On Sun, Dec 7, 2025 at 11:49 PM Nicolas Frattaroli
<[email protected]> wrote:
>
> On Friday, 5 December 2025 22:16:44 Central European Standard Time Chia-I Wu 
> wrote:
> > On Fri, Dec 5, 2025 at 2:48 AM Nicolas Frattaroli
> > <[email protected]> wrote:
> > >
> > > On Thursday, 4 December 2025 21:21:08 Central European Standard Time 
> > > Chia-I Wu wrote:
> > > > On Wed, Dec 3, 2025 at 6:04 AM Nicolas Frattaroli
> > > > <[email protected]> wrote:
> > > > >
> > > > > Mali GPUs have three registers that indicate which parts of the 
> > > > > hardware
> > > > > are powered and active at any moment.
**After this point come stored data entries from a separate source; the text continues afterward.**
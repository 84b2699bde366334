//! Persisted storage config tests

use crate::common::*;
use docstore::prelude::*;
use docstore::CONFIG_FILE_NAME;
use std::fs;

#[test]
fn test_defaults_written_and_read_back() {
    let temp_dir = temp_dir();
    let dir = temp_dir.path().join("db");

    let written = StorageConfig::create_or_read(&dir).unwrap();
    assert!(dir.join(CONFIG_FILE_NAME).exists());
    assert_eq!(written, StorageConfig::default());

    let read = StorageConfig::create_or_read(&dir).unwrap();
    assert_eq!(read, written);
}

#[test]
fn test_partial_file_falls_back_to_defaults() {
    let temp_dir = temp_dir();
    fs::write(
        temp_dir.path().join(CONFIG_FILE_NAME),
        r#"{"hash_bits": 4, "per_bucket": 3}"#,
    )
    .unwrap();

    let config = StorageConfig::create_or_read(temp_dir.path()).unwrap();
    assert_eq!(config.hash_bits, 4);
    assert_eq!(config.per_bucket, 3);
    assert_eq!(config.doc_max_room, StorageConfig::default().doc_max_room);
}

#[test]
fn test_zero_value_rejected() {
    let temp_dir = temp_dir();
    fs::write(temp_dir.path().join(CONFIG_FILE_NAME), r#"{"per_bucket": 0}"#).unwrap();

    let err = StorageConfig::create_or_read(temp_dir.path()).unwrap_err();
    assert!(matches!(err, Error::InvalidConfig(_)));
}

#[test]
fn test_malformed_file_rejected() {
    let temp_dir = temp_dir();
    fs::write(temp_dir.path().join(CONFIG_FILE_NAME), "not json").unwrap();

    let err = StorageConfig::create_or_read(temp_dir.path()).unwrap_err();
    assert!(matches!(err, Error::Serialization(_)));
}

#[test]
fn test_config_drives_structures() {
    let temp_dir = temp_dir();
    fs::write(
        temp_dir.path().join(CONFIG_FILE_NAME),
        r#"{"doc_max_room": 100, "col_file_growth": 8192, "hash_bits": 3, "per_bucket": 2, "ht_file_growth": 2048}"#,
    )
    .unwrap();
    let config = StorageConfig::create_or_read(temp_dir.path()).unwrap();

    let docs = Collection::open(temp_dir.path().join("docs"), config.collection_options()).unwrap();
    assert_eq!(docs.capacity(), 8192);
    assert_eq!(docs.max_room(), 100);
    assert!(matches!(docs.insert(&[b'a'; 51]), Err(Error::DocTooLarge { .. })));

    let index = HashTable::open(temp_dir.path().join("index"), config.hash_table_options()).unwrap();
    assert_eq!(index.initial_buckets(), 8);
    assert_eq!(index.capacity(), 2048);
}
//! Convenient imports for Docstore.
//!
//! ```ignore
//! use docstore::prelude::*;
//!
//! let docs = Collection::open("./docs", CollectionOptions::default())?;
//! ```

// Structures
pub use crate::{Collection, HashTable, RecordId, ScanStats};

// Options and config
pub use crate::{CollectionOptions, GrowthPolicy, HashTableOptions, StorageConfig};

// Error handling
pub use crate::{Error, Result};

// Helpers
pub use crate::{hash_bytes, hash_str, trim_padding};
These take the form of bitmaps. 
> > > > > In
> > > > > the case of SHADER_PWRACTIVE for example, a high bit indicates that 
> > > > > the
> > > > > shader core corresponding to that bit index is active. These bitmaps
> > > > > aren't solely contiguous bits, as it's common to have holes in the
> > > > > sequence of shader core indices, and the actual set of which cores are
> > > > > present is defined by the "shader present" register.
> > > > >
> > > > > When the GPU finishes a power state transition, it fires a
> > > > > GPU_IRQ_POWER_CHANGED_ALL interrupt. After such an interrupt is
> > > > > received, the PWRACTIVE registers will likely contain interesting new
> > > > > information.
> > > > I am seeing
> > > >
> > > >    irq/342-panthor-412     [000] .....   934.526754: gpu_power_active:
> > > > shader_bitmap=0x0 tiler_bitmap=0x0 l2_bitmap=0x0
> > > >    irq/342-panthor-412     [000] .....   936.640356: gpu_power_active:
> > > > shader_bitmap=0x0 tiler_bitmap=0x0 l2_bitmap=0x0
> > > >
> > > > on a gpu-bound test. It does not look like collecting samples on
> > > > GPU_IRQ_POWER_CHANGED_ALL gives too much info.
> > >
> > > On what GPU and SoC is that? If it's MT8196 then I wouldn't be
> > > surprised if it just broke that hardware register, considering
> > > what it did to the SHADER_PRESENT register.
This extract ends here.